In 2011, he was appointed Senior Manager in charge of major French automotive groups, managing customers such as Peugeot, Renault, Valeo, and Michelin. Olushegun Adjadi Bakari was then appointed Director in charge of Société Générale's structural financing activities for African countries. In this position, he assists major French and European companies with energy infrastructure projects on the African continent. For example, Olushegun Adjadi Bakari was in charge of the Azura Edo power plant in Nigeria and the Nacala Corridor project in Mozambique. He then decided to return to Africa.

== Back to Africa ==

Olushegun Adjadi Bakari left Société Générale and joined Togo in July 2016 to develop and implement the electrification and energy transition strategy, which will be recognized as one of the most ambitious on the continent. After five years in Togo, he left his position in 2021 to return to the private sector. He helped establish the Abu Dhabi-based investment fund Atif (Africa Transformation and Industrialization Fund). The Fund invests in M Auto, rebranded Spiro, a company specializing in electric vehicles. To implement the Atif Group's strategy, Olushegun Bakari is appointed CEO of Spiro. He adjusted the company's strategy, developed it in 4 countries (Benin, Togo, Rwanda, Uganda), and, in the space of 15 months, increased the number of electric motorcycles from 0 to 15,000 in 3 countries, including Benin. He held This position when Beninese President Patrice Talon appointed him Minister Counsellor for Investments.

== Political career ==

Olushegun Adjadi Bakari began his political career in the student world. As president of his university's student office, he took part in discussions within the National Federation of Beninese University Students, which often served as a gateway into the political arena. He finally got involved in the 2016 presidential elections in Benin, lending his support to candidate Abdoulaye Bio Tchané, who finished 4th in the first round with 8.79% of the vote. In the 2nd round of voting, the candidate lent his support to Patrice Talon, who became president in the second round.

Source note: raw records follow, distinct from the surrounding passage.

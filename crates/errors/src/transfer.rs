//! Transfer and subprocess error types

use std::borrow::Cow;

use crate::UserFacingError;
use thiserror::Error;

#[derive(Debug, Clone, Error)]
#[non_exhaustive]
pub enum TransferError {
    #[error("invalid transfer request: {message}")]
    InvalidRequest { message: String },

    #[error("secret key {path} rejected: {message}")]
    InvalidSecretKey { path: String, message: String },

    #[error("failed to spawn {command}: {message}")]
    ProcessSpawnFailed { command: String, message: String },

    #[error("decryption process exited with {}", exit_code.map_or_else(|| "a signal".to_string(), |c| format!("code {c}")))]
    ProcessFailed {
        exit_code: Option<i32>,
        stderr_tail: String,
    },

    #[error("decryption process closed its input after {bytes_written} bytes")]
    PipeClosed { bytes_written: u64 },

    #[error("failed to remove {path}: {message}")]
    CleanupFailed { path: String, message: String },
}

impl UserFacingError for TransferError {
    fn user_message(&self) -> Cow<'_, str> {
        match self {
            Self::ProcessFailed { stderr_tail, .. } if !stderr_tail.is_empty() => {
                Cow::Owned(format!("{self}: {stderr_tail}"))
            }
            _ => Cow::Owned(self.to_string()),
        }
    }

    fn user_hint(&self) -> Option<&'static str> {
        match self {
            Self::InvalidSecretKey { .. } => {
                Some("Point decrypt.secret_key_path at an existing .sec key file.")
            }
            Self::ProcessSpawnFailed { .. } => {
                Some("Check decrypt.shell and decrypt.binary_path in the configuration.")
            }
            Self::ProcessFailed { .. } | Self::PipeClosed { .. } => {
                Some("Check that the secret key matches the key the file was encrypted for.")
            }
            _ => None,
        }
    }

    fn user_code(&self) -> Option<&'static str> {
        let code = match self {
            Self::InvalidRequest { .. } => "transfer.invalid_request",
            Self::InvalidSecretKey { .. } => "transfer.invalid_secret_key",
            Self::ProcessSpawnFailed { .. } => "transfer.spawn_failed",
            Self::ProcessFailed { .. } => "transfer.process_failed",
            Self::PipeClosed { .. } => "transfer.pipe_closed",
            Self::CleanupFailed { .. } => "transfer.cleanup_failed",
        };
        Some(code)
    }
}
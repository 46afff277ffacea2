//! Where range bytes come from

use async_trait::async_trait;
use bytes::Bytes;
use futures::stream::BoxStream;
use futures::StreamExt;
use reqwest::header::CONTENT_RANGE;
use reqwest::StatusCode;
use sluice_errors::{Error, NetworkError};
use std::sync::Arc;
use url::Url;

use crate::auth::CredentialProvider;
use crate::client::{map_transport_error, NetClient};
use crate::range::ByteRange;

/// Body of one ranged response
pub type ByteStream = BoxStream<'static, Result<Bytes, Error>>;

/// Opens a byte stream for an inclusive range of a remote object
///
/// Each call is one connection attempt. Implementations classify failures
/// through [`sluice_errors::UserFacingError::is_retryable`]; the reader
/// decides what to do with them.
#[async_trait]
pub trait RangeSource: Send + Sync {
    async fn open(&self, location: &Url, range: ByteRange) -> Result<ByteStream, Error>;
}

/// HTTP GET with a `Range` header and an optional bearer token
pub struct HttpRangeSource {
    client: NetClient,
    credentials: Arc<dyn CredentialProvider>,
}

impl HttpRangeSource {
    #[must_use]
    pub fn new(client: NetClient, credentials: Arc<dyn CredentialProvider>) -> Self {
        Self {
            client,
            credentials,
        }
    }
}

#[async_trait]
impl RangeSource for HttpRangeSource {
    async fn open(&self, location: &Url, range: ByteRange) -> Result<ByteStream, Error> {
        let token = self.credentials.bearer_token().await?;
        let response = self
            .client
            .get_range(location, range, token.as_deref())
            .await?;

        let content_range = response
            .headers()
            .get(CONTENT_RANGE)
            .map(|value| value.to_str().unwrap_or_default());
        validate_response(response.status(), content_range, range)?;
        tracing::trace!(%location, %range, status = %response.status(), "range opened");

        let url = location.clone();
        let stream = response
            .bytes_stream()
            .map(move |chunk| chunk.map_err(|e| map_transport_error(&e, &url).into()));
        Ok(stream.boxed())
    }
}

/// Accept 206 for the requested offset, or 200 when the request starts at
/// byte zero
///
/// A 200 for a later offset means the server ignored `Range` and would
/// replay the object from the beginning. A 206 whose `Content-Range` starts
/// elsewhere would splice foreign bytes into the output; a 206 without the
/// header is taken at its word.
pub(crate) fn validate_response(
    status: StatusCode,
    content_range: Option<&str>,
    range: ByteRange,
) -> Result<(), Error> {
    if status == StatusCode::PARTIAL_CONTENT {
        return match content_range.map(content_range_start) {
            None => Ok(()),
            Some(Some(served)) if served == range.start() => Ok(()),
            Some(Some(served)) => Err(NetworkError::RangeMismatch {
                requested: range.start(),
                served,
            }
            .into()),
            Some(None) => Err(NetworkError::HttpError {
                status: status.as_u16(),
                message: format!("malformed Content-Range: {}", content_range.unwrap_or_default()),
            }
            .into()),
        };
    }
    if status == StatusCode::OK {
        if range.start() == 0 {
            return Ok(());
        }
        return Err(NetworkError::PartialContentNotSupported {
            status: status.as_u16(),
        }
        .into());
    }

    Err(NetworkError::from_status(
        status.as_u16(),
        status.canonical_reason().unwrap_or("unexpected status"),
    )
    .into())
}

/// First byte of `bytes <first>-<last>/<total>`
fn content_range_start(value: &str) -> Option<u64> {
    let spec = value.trim().strip_prefix("bytes")?.trim_start();
    let (first, _) = spec.split_once('-')?;
    first.trim().parse().ok()
}
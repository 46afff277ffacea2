//! Integration tests for error types

#[cfg(test)]
mod tests {
    use sluice_errors::*;

    #[test]
    fn test_error_conversion() {
        let net_err = NetworkError::Timeout {
            url: "https://example.com".into(),
        };
        let err: Error = net_err.into();
        assert!(matches!(err, Error::Network(_)));
        assert!(err.is_retryable());
    }

    #[test]
    fn test_status_classification() {
        let server = NetworkError::from_status(503, "Service Unavailable");
        assert!(matches!(server, NetworkError::ServerError { status: 503, .. }));
        assert!(server.is_retryable());

        let client = NetworkError::from_status(404, "Not Found");
        assert!(client.is_client_error());
        assert!(!client.is_retryable());
        assert_eq!(client.user_code(), Some("network.client_error"));
    }

    #[test]
    fn test_fatal_network_errors_are_not_retryable() {
        let errors = [
            NetworkError::PartialContentNotSupported { status: 200 },
            NetworkError::RangeMismatch {
                requested: 450,
                served: 0,
            },
            NetworkError::InvalidUrl("nope".into()),
            NetworkError::CredentialsUnavailable("token endpoint refused".into()),
            NetworkError::RetriesExhausted {
                attempts: 5,
                last_error: "reset".into(),
            },
        ];
        for err in errors {
            assert!(!err.is_retryable(), "{err} should be fatal");
        }
    }

    #[test]
    fn test_process_failure_message_includes_stderr() {
        let err = TransferError::ProcessFailed {
            exit_code: Some(3),
            stderr_tail: "bad key".into(),
        };
        assert_eq!(err.to_string(), "decryption process exited with code 3");
        assert_eq!(
            err.user_message(),
            "decryption process exited with code 3: bad key"
        );

        let signalled = TransferError::ProcessFailed {
            exit_code: None,
            stderr_tail: String::new(),
        };
        assert_eq!(signalled.to_string(), "decryption process exited with a signal");
    }

    #[test]
    fn test_error_clone() {
        let err = ConfigError::InvalidValue {
            field: "retry.max_attempts".into(),
            value: "0".into(),
        };
        let cloned = err.clone();
        assert_eq!(err.to_string(), cloned.to_string());
    }

    #[test]
    fn test_io_error_conversion() {
        let io_err = std::io::Error::new(std::io::ErrorKind::PermissionDenied, "test");
        let err = Error::io_with_path(&io_err, "/tmp/out.bin");
        assert_eq!(err.io_kind(), Some(std::io::ErrorKind::PermissionDenied));
        assert!(matches!(err, Error::Io { path: Some(_), .. }));
    }

    #[test]
    fn test_cancelled_is_not_retryable() {
        assert!(!Error::Cancelled.is_retryable());
        assert_eq!(Error::Cancelled.user_code(), Some("error.cancelled"));
    }
}
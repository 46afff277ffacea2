//! Download straight to a file, hashing as it goes

use async_trait::async_trait;
use sluice_errors::{Error, NetworkError};
use sluice_events::{DownloadEvent, EventEmitter, FailureContext};
use sluice_hash::{Hash, HashAlgorithm};
use sluice_net::RetryPolicy;
use std::time::Instant;
use tokio::fs::File;

use crate::checksum::ChecksumWriter;
use crate::context::TransferContext;
use crate::copy::copy_range;
use crate::progress::ProgressSampler;
use crate::request::TransferRequest;
use crate::{remove_partial_output, Transfer, TransferOutcome};

/// Reader → progress → checksum → destination file
#[derive(Debug)]
pub struct DirectFileTransfer {
    ctx: TransferContext,
    algorithm: HashAlgorithm,
}

impl DirectFileTransfer {
    #[must_use]
    pub fn new(ctx: TransferContext, algorithm: HashAlgorithm) -> Self {
        Self { ctx, algorithm }
    }

    async fn run(
        &self,
        request: &TransferRequest,
        policy: &RetryPolicy,
        sampler: &ProgressSampler,
    ) -> Result<(Hash, u64), Error> {
        let destination = request.destination();
        let file = File::create(destination)
            .await
            .map_err(|e| Error::io_with_path(&e, destination))?;

        // An expected digest decides the algorithm so the two are comparable.
        let algorithm = request
            .expected_digest()
            .map_or(self.algorithm, Hash::algorithm);

        let mut sink = ChecksumWriter::new(sampler.wrap(file), algorithm);
        let mut reader = self.ctx.reader(request, policy);

        let copied = copy_range(
            &mut reader,
            &mut sink,
            self.ctx.buffer_size(),
            self.ctx.cancel_token(),
        )
        .await;

        let bytes = match copied {
            Ok(bytes) => bytes,
            Err(err) => {
                self.ctx.emit_warning_with_context(
                    format!(
                        "partial {algorithm} digest {} after {} bytes",
                        sink.digest(),
                        sink.bytes_written()
                    ),
                    destination.display().to_string(),
                );
                return Err(err);
            }
        };

        let (writer, digest) = sink.into_parts();
        writer
            .into_inner()
            .sync_all()
            .await
            .map_err(|e| Error::io_with_path(&e, destination))?;

        if let Some(expected) = request.expected_digest() {
            if *expected != digest {
                return Err(NetworkError::ChecksumMismatch {
                    expected: expected.to_hex(),
                    actual: digest.to_hex(),
                }
                .into());
            }
        }

        Ok((digest, bytes))
    }
}

#[async_trait]
impl Transfer for DirectFileTransfer {
    async fn transfer(&self, request: &TransferRequest, policy: &RetryPolicy) -> TransferOutcome {
        let started = Instant::now();
        let sampler = ProgressSampler::start(request.label(), self.ctx.progress(), self.ctx.events());
        let result = self.run(request, policy, &sampler).await;
        let transferred = sampler.stop();

        match result {
            Ok((digest, bytes)) => {
                self.ctx.emit_download(DownloadEvent::Completed {
                    url: request.source().to_string(),
                    final_size: bytes,
                    total_time: started.elapsed(),
                    hash: Some(digest.to_hex()),
                });
                TransferOutcome::Success {
                    digest: Some(digest),
                    bytes,
                }
            }
            Err(reason) => {
                remove_partial_output(&self.ctx, request.destination()).await;
                self.ctx.emit_download(DownloadEvent::Failed {
                    url: request.source().to_string(),
                    bytes_downloaded: transferred,
                    failure: FailureContext::from_error(&reason),
                });
                TransferOutcome::Failed { reason }
            }
        }
    }
}
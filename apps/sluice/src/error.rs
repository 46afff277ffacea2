//! CLI error handling

use std::fmt;

use sluice_errors::UserFacingError;
use sluice_transfer::ExitStatus;

/// CLI-specific error type
#[derive(Debug)]
pub enum CliError {
    /// Configuration or argument validation error
    Input(sluice_errors::Error),
    /// Failure while setting up the transfer
    Setup(sluice_errors::Error),
}

impl CliError {
    /// Exit status for a failure that happened before the transfer started
    pub fn exit_status(&self) -> ExitStatus {
        match self {
            CliError::Input(_) => ExitStatus::InputProcessingError,
            CliError::Setup(e) => ExitStatus::for_error(e),
        }
    }
}

impl fmt::Display for CliError {
    fn fmt(&self, f: &mut fmt::Formatter<'_>) -> fmt::Result {
        let (prefix, e) = match self {
            CliError::Input(e) => ("Invalid input", e),
            CliError::Setup(e) => ("Setup failed", e),
        };
        write!(f, "{prefix}: {}", e.user_message())?;
        if let Some(code) = e.user_code() {
            write!(f, "\n  Code: {code}")?;
        }
        if let Some(hint) = e.user_hint() {
            write!(f, "\n  Hint: {hint}")?;
        }
        Ok(())
    }
}

impl std::error::Error for CliError {
    fn source(&self) -> Option<&(dyn std::error::Error + 'static)> {
        match self {
            CliError::Input(e) | CliError::Setup(e) => Some(e),
        }
    }
}

impl From<sluice_errors::Error> for CliError {
    fn from(e: sluice_errors::Error) -> Self {
        CliError::Input(e)
    }
}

== Foreign ministers and a vision of diplomacy ==

On June 6, 2023, Olushegun Adjadi Bakari was appointed Minister of Foreign Affairs. He spent several weeks understanding Benin's diplomacy and the changes it needed to make. The adaptability he had acquired during his various professional experiences enabled him to quickly conclude. He implements President Talon's vision of diplomacy at the service of development. To this end, he has announced what he likes to call 4D Diplomacy (Availability, Diaspora, Digital and Development). He makes economic diplomacy an essential pillar of his action and puts the diplomatic network at the service of identifying and attracting investors. He is a fervent supporter of regional integration.